6. Myth: exercise needs to be hardcore to count.

Working out comes in many forms, and not all of them will leave you breathless and drenched in sweat. Exercise doesn’t have to be spending an hour at the gym. Just get moving, take a dance class, go for a hike, walk the dog, or vacuum your house. It all counts!

 7. Myth: there’s nothing wrong with cutting out entire food groups or nutrients.

While some people have issues like lactose intolerance that require eliminating food groups or nutrients, most people don’t need to go to those lengths. A healthy diet is marked by variety, balance, and moderation. Your body requires fat, protein, and carbohydrates to function. Removing one of these components may lead to nutrient deficiencies, and may even hinder weight loss, as your body lacks what it needs.

8. Myth: skipping meals is a great way to lose weight.

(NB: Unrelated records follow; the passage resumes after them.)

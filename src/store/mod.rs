//! Shared coordination store: token buckets, batch lists and deferred queues.
//!
//! Every method is one atomic step against the backing store. Callers never
//! read-modify-write across two calls, so instances sharing a store cannot
//! lose updates to each other.

use crate::config::{Coordination, StoreBackend};
use async_trait::async_trait;
use std::sync::Arc;
use std::time::Duration;
use thiserror::Error;

pub mod memory;
pub mod sqlite;

pub use memory::MemoryStore;
pub use sqlite::SqliteStore;

pub const FIELD_TOKENS: &str = "tokens";
pub const FIELD_LAST_REFILL: &str = "lastRefill";

#[derive(Debug, Error)]
pub enum StoreError {
    #[error("coordination store unavailable: {0}")]
    Unavailable(String),
    #[error("coordination store backend error: {0}")]
    Backend(#[from] sqlx::Error),
    #[error("malformed value under {key}: {value}")]
    Malformed { key: String, value: String },
}

/// Token bucket shape for one base.
#[derive(Debug, Clone, Copy, PartialEq, Eq)]
pub struct BucketParams {
    pub capacity: i64,
    /// Tokens added per `window_ms`.
    pub refill_rate: i64,
    pub window_ms: i64,
    pub ttl: Duration,
}

impl BucketParams {
    /// Capacity and per-second refill derived from a requests-per-minute budget.
    pub fn from_rpm(rpm: i64, ttl: Duration) -> Self {
        let per_second = (rpm / 60).max(1);
        Self {
            capacity: per_second,
            refill_rate: per_second,
            window_ms: 1000,
            ttl,
        }
    }
}

#[derive(Debug, Clone, Copy, PartialEq, Eq)]
pub struct BucketState {
    pub tokens: i64,
    pub last_refill_ms: i64,
}

#[derive(Debug, Clone, Copy, PartialEq, Eq)]
pub struct TokenGrant {
    pub granted: bool,
    pub state: BucketState,
}

/// The token bucket step every backend evaluates atomically.
///
/// A missing bucket starts full. Whole tokens accrued since `last_refill_ms`
/// are added and the refill clock advances only by the time those tokens
/// represent, so callers arriving faster than one token interval still see
/// the bucket refill. A full bucket does not bank time.
pub fn step_bucket(current: Option<BucketState>, params: &BucketParams, now_ms: i64) -> TokenGrant {
    let capacity = params.capacity.max(0);
    let BucketState {
        tokens,
        mut last_refill_ms,
    } = current.unwrap_or(BucketState {
        tokens: capacity,
        last_refill_ms: now_ms,
    });
    let mut tokens = tokens.clamp(0, capacity);

    let elapsed = (now_ms - last_refill_ms).max(0);
    let added = if params.window_ms > 0 {
        elapsed.saturating_mul(params.refill_rate) / params.window_ms
    } else {
        capacity
    };

    if tokens.saturating_add(added) >= capacity {
        tokens = capacity;
        last_refill_ms = now_ms;
    } else if added > 0 {
        tokens += added;
        last_refill_ms += added * params.window_ms / params.refill_rate.max(1);
    }

    let granted = tokens >= 1;
    if granted {
        tokens -= 1;
    }
    TokenGrant {
        granted,
        state: BucketState {
            tokens,
            last_refill_ms,
        },
    }
}

#[async_trait]
pub trait CoordinationStore: Send + Sync {
    /// Run the token bucket step on the hash under `key` and refresh its expiry.
    async fn take_token(
        &self,
        key: &str,
        params: &BucketParams,
        now_ms: i64,
    ) -> Result<TokenGrant, StoreError>;

    async fn hash_get(&self, key: &str, field: &str) -> Result<Option<String>, StoreError>;

    /// Append to the tail, refresh expiry, return the new length.
    async fn push_back(&self, key: &str, value: String, ttl: Duration) -> Result<usize, StoreError>;

    /// Re-insert values at the head, preserving their order.
    async fn push_front(
        &self,
        key: &str,
        values: Vec<String>,
        ttl: Duration,
    ) -> Result<usize, StoreError>;

    /// Remove and return up to `max` values from the head (oldest first).
    async fn pop_front(&self, key: &str, max: usize) -> Result<Vec<String>, StoreError>;

    async fn len(&self, key: &str) -> Result<usize, StoreError>;

    /// Oldest value without removing it.
    async fn front(&self, key: &str) -> Result<Option<String>, StoreError>;

    async fn delete(&self, key: &str) -> Result<(), StoreError>;
}

/// Open the store the `coordination` section selects.
pub async fn open(coordination: &Coordination) -> Result<Arc<dyn CoordinationStore>, StoreError> {
    match coordination.backend {
        StoreBackend::Memory => Ok(Arc::new(MemoryStore::new())),
        StoreBackend::Sqlite => {
            let path = coordination
                .path
                .as_deref()
                .ok_or_else(|| StoreError::Unavailable("coordination.path is not set".into()))?;
            Ok(Arc::new(SqliteStore::open(path).await?))
        }
    }
}

pub fn rate_limit_key(base_id: &str) -> String {
    format!("rate_limit:{}", base_id)
}

pub fn deferred_queue_key(base_id: &str) -> String {
    format!("queue:{}", base_id)
}

pub(crate) fn parse_bucket(
    key: &str,
    tokens: Option<&str>,
    last_refill: Option<&str>,
) -> Result<Option<BucketState>, StoreError> {
    let (Some(tokens), Some(last_refill)) = (tokens, last_refill) else {
        return Ok(None);
    };
    let malformed = |value: &str| StoreError::Malformed {
        key: key.to_string(),
        value: value.to_string(),
    };
    Ok(Some(BucketState {
        tokens: tokens.parse().map_err(|_| malformed(tokens))?,
        last_refill_ms: last_refill.parse().map_err(|_| malformed(last_refill))?,
    }))
}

Eating less equals less calories, which equals weight loss, right? Even though that seems logical, that’s generally not how the human body works. People who skip meals tend to feel hungrier later on and eat more than they normally would. I recommends eating small meals throughout the day to keep your energy up and maintain stable blood sugar levels, so you don’t make impulsive food choices.

9. Myth: artificial sweeteners are the answer to sugar cravings.

A healthy sugar substitute for zero calories sounds too good to be true, so of course it is. A sugar craving is a biochemical reaction, and it turns out your brain can tell the difference between real sugar and the fake stuff even when your taste buds can’t. So when you try to tame a nagging sweet tooth with artificial sweeteners, you might actually eat more of the treat because your craving isn’t getting satisfied.

10. Myth: you can eat whatever as long as you exercise.

It’s all about balance. You can’t out-exercise a bad diet, and you can’t out-diet a lack of exercise. Maintaining a healthy body is about leading a healthy lifestyle that is fed by real food and prioritizes physical activity.